Oh wow. That is great too. I am not in Orange County, but that's OK. It's about an hour away for me, as most of the good facilities are training wise. I will keep that in mind, and THANK YOU for that recommendation.

I'm going to Google!!!!!!


----------



## chicagojosh (Jun 22, 2010)

awesome pup!


----------



## Daisy&Lucky's Mom (Apr 24, 2011)

God he is just too cute. Love the ears. This time period reminds me of a two or three year old kid. Not a baby but not a preschooler yet.


----------



## ImJaxon (Jan 21, 2013)

Thanks you guys. He is quite the little character. Aren't they all though? I never met a GSD without a dynamic personality!

I agree on the analysis. We were calling him a disruptive teenager the other day, and we realized that at best he is probably the equivalent of a 4-5 year old, so we decided to give him the title "wrecking ball". Hahahahaha.


----------



## mkfisher (Feb 14, 2013)

*Beautiful Jaxon*

Jaxon is positively beautiful His early pictures remind me a little of Max. (Im a little worried about him at the moment) Beautiful markings and facial expressions. I look forward to watching him grow through your pictures. And his sister will just have to get used to it. Cats are so funny


----------



## ImJaxon (Jan 21, 2013)

My mother lets me on the couch. She's not helping my daddy turn me into a killer watchdog with all this love. I'm getting huge too. I'm 19 weeks and 44 lbs. I am going to be a BIG doggy!


----------



## ImJaxon (Jan 21, 2013)

I like the beach too. We went to walk there this weekend on President's Day.

I hope we come here more. 18 Weeks old is lot's of fun. Everyone was touching me and I met a bunch of other dogs.


----------



## selzer (May 7, 2005)

Jaxon, you're cute.
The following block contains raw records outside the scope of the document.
//! API Middleware
//!
//! Principal resolution and request logging.
//!
//! Authentication proper lives with the external identity provider; requests
//! arrive carrying the already-authenticated principal id, and this layer
//! resolves it to an id/role pair every handler receives explicitly.

use axum::{
    body::Body,
    extract::State,
    http::{HeaderMap, Request, StatusCode},
    middleware::Next,
    response::{IntoResponse, Response},
    Json,
};
use serde_json::json;
use sqlx::PgPool;
use uuid::Uuid;

use crate::domain::{Principal, Role};

/// Header carrying the authenticated principal id, set by the identity
/// collaborator in front of this service.
pub const PRINCIPAL_HEADER: &str = "X-Principal-Id";

// =========================================================================
// Principal Resolution Middleware
// =========================================================================

/// Resolve the acting principal from the X-Principal-Id header.
pub async fn principal_middleware(
    State(pool): State<PgPool>,
    headers: HeaderMap,
    mut request: Request<Body>,
    next: Next,
) -> Result<Response, Response> {
    let principal_id = match headers.get(PRINCIPAL_HEADER).and_then(|v| v.to_str().ok()) {
        Some(value) => value,
        None => {
            return Err((
                StatusCode::UNAUTHORIZED,
                Json(json!({
                    "error": "Missing X-Principal-Id header",
                    "error_code": "missing_principal"
                })),
            )
                .into_response());
        }
    };

    let principal_id = match Uuid::parse_str(principal_id) {
        Ok(id) => id,
        Err(_) => {
            return Err((
                StatusCode::BAD_REQUEST,
                Json(json!({
                    "error": "Invalid X-Principal-Id header format",
                    "error_code": "invalid_principal_id"
                })),
            )
                .into_response());
        }
    };

    let role: Option<String> = match sqlx::query_scalar("SELECT role FROM profiles WHERE id = $1")
        .bind(principal_id)
        .fetch_optional(&pool)
        .await
    {
        Ok(role) => role,
        Err(e) => {
            tracing::error!("Database error during principal resolution: {}", e);
            return Err((
                StatusCode::INTERNAL_SERVER_ERROR,
                Json(json!({
                    "error": "Internal server error",
                    "error_code": "database_error"
                })),
            )
                .into_response());
        }
    };

    let role = match role {
        Some(role) => role,
        None => {
            return Err((
                StatusCode::UNAUTHORIZED,
                Json(json!({
                    "error": "Unknown principal",
                    "error_code": "unknown_principal"
                })),
            )
                .into_response());
        }
    };

    let role: Role = match role.parse() {
        Ok(role) => role,
        Err(e) => {
            tracing::error!("Corrupt role for principal {}: {}", principal_id, e);
            return Err((
                StatusCode::INTERNAL_SERVER_ERROR,
                Json(json!({
                    "error": "Internal server error",
                    "error_code": "internal_error"
                })),
            )
                .into_response());
        }
    };

    request
        .extensions_mut()
        .insert(Principal::new(principal_id, role));

    Ok(next.run(request).await)
}

// =========================================================================
// Header masking
// =========================================================================

/// Headers that should be masked in logs
const SENSITIVE_HEADERS: &[&str] = &[
    "authorization",
    "cookie",
    "set-cookie",
];

/// Mask sensitive headers for logging
pub fn mask_headers_for_logging(headers: &HeaderMap) -> Vec<(String, String)> {
    headers
        .iter()
        .map(|(name, value)| {
            let name_lower = name.as_str().to_lowercase();
            let masked_value = if SENSITIVE_HEADERS.contains(&name_lower.as_str()) {
                "[REDACTED]".to_string()
            } else {
                value.to_str().unwrap_or("[invalid utf8]").to_string()
            };
            (name.to_string(), masked_value)
        })
        .collect()
}

// =========================================================================
// Request Logging Middleware
// =========================================================================

/// Request logging middleware
pub async fn logging_middleware(
    request: Request<Body>,
    next: Next,
) -> Response {
    let method = request.method().clone();
    let uri = request.uri().clone();

    let headers = mask_headers_for_logging(request.headers());

    let start = std::time::Instant::now();

    tracing::info!(
        method = %method,
        uri = %uri,
        headers = ?headers,
        "Incoming request"
    );

    let response = next.run(request).await;

    let duration = start.elapsed();
    let status = response.status();

    tracing::info!(
        method = %method,
        uri = %uri,
        status = %status,
        duration_ms = %duration.as_millis(),
        "Request completed"
    );

    response
}

#[cfg(test)]
mod tests {
    use super::*;

    #[test]
    fn test_mask_headers_for_logging() {
        let mut headers = HeaderMap::new();
        headers.insert("content-type", "application/json".parse().unwrap());
        headers.insert("authorization", "Bearer secret-token".parse().unwrap());
        headers.insert("x-principal-id", "1234".parse().unwrap());

        let masked = mask_headers_for_logging(&headers);

        let auth = masked.iter().find(|(k, _)| k == "authorization");
        let content_type = masked.iter().find(|(k, _)| k == "content-type");
        let principal = masked.iter().find(|(k, _)| k == "x-principal-id");

        assert_eq!(auth.unwrap().1, "[REDACTED]");
        assert_eq!(content_type.unwrap().1, "application/json");
        assert_eq!(principal.unwrap().1, "1234");
    }

    #[test]
    fn test_sensitive_headers_list() {
        assert!(SENSITIVE_HEADERS.contains(&"authorization"));
        assert!(SENSITIVE_HEADERS.contains(&"cookie"));
        assert!(!SENSITIVE_HEADERS.contains(&"content-type"));
    }
}
//! Database module
//!
//! Database connection and schema verification utilities.

use sqlx::PgPool;

/// Verify database connectivity.
/// Schema changes ship as raw SQL files in the migrations/ directory.
pub async fn verify_connection(pool: &PgPool) -> Result<(), sqlx::Error> {
    sqlx::query("SELECT 1")
        .execute(pool)
        .await?;

    Ok(())
}

/// Check if required tables exist
pub async fn check_schema(pool: &PgPool) -> Result<bool, sqlx::Error> {
    let required_tables = vec![
        "profiles",
        "campaigns",
        "submissions",
        "payments",
        "withdrawals",
    ];

    for table in required_tables {
        let exists: bool = sqlx::query_scalar(
            r#"
            SELECT EXISTS (
                SELECT 1 FROM information_schema.tables
                WHERE table_schema = 'public' AND table_name = $1
            )
            "#,
        )
        .bind(table)
        .fetch_one(pool)
        .await?;

        if !exists {
            tracing::error!("Required table '{}' does not exist", table);
            return Ok(false);
        }
    }

    Ok(true)
}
Tell your pet parent that 18 weeks old is really young for all that collar, and when you go to school have the trainer show him how to fit it properly, and remove a couple of links.

Lots of raw meaty bones will help that ear too.


----------



## ImJaxon (Jan 21, 2013)

selzer said:


> Jaxon, you're cute. Tell your pet parent that 18 weeks old is really young for all that collar, and when you go to school have the trainer show him how to fit it properly, and remove a couple of links.
> 
> Lots of raw meaty bones will help that ear too.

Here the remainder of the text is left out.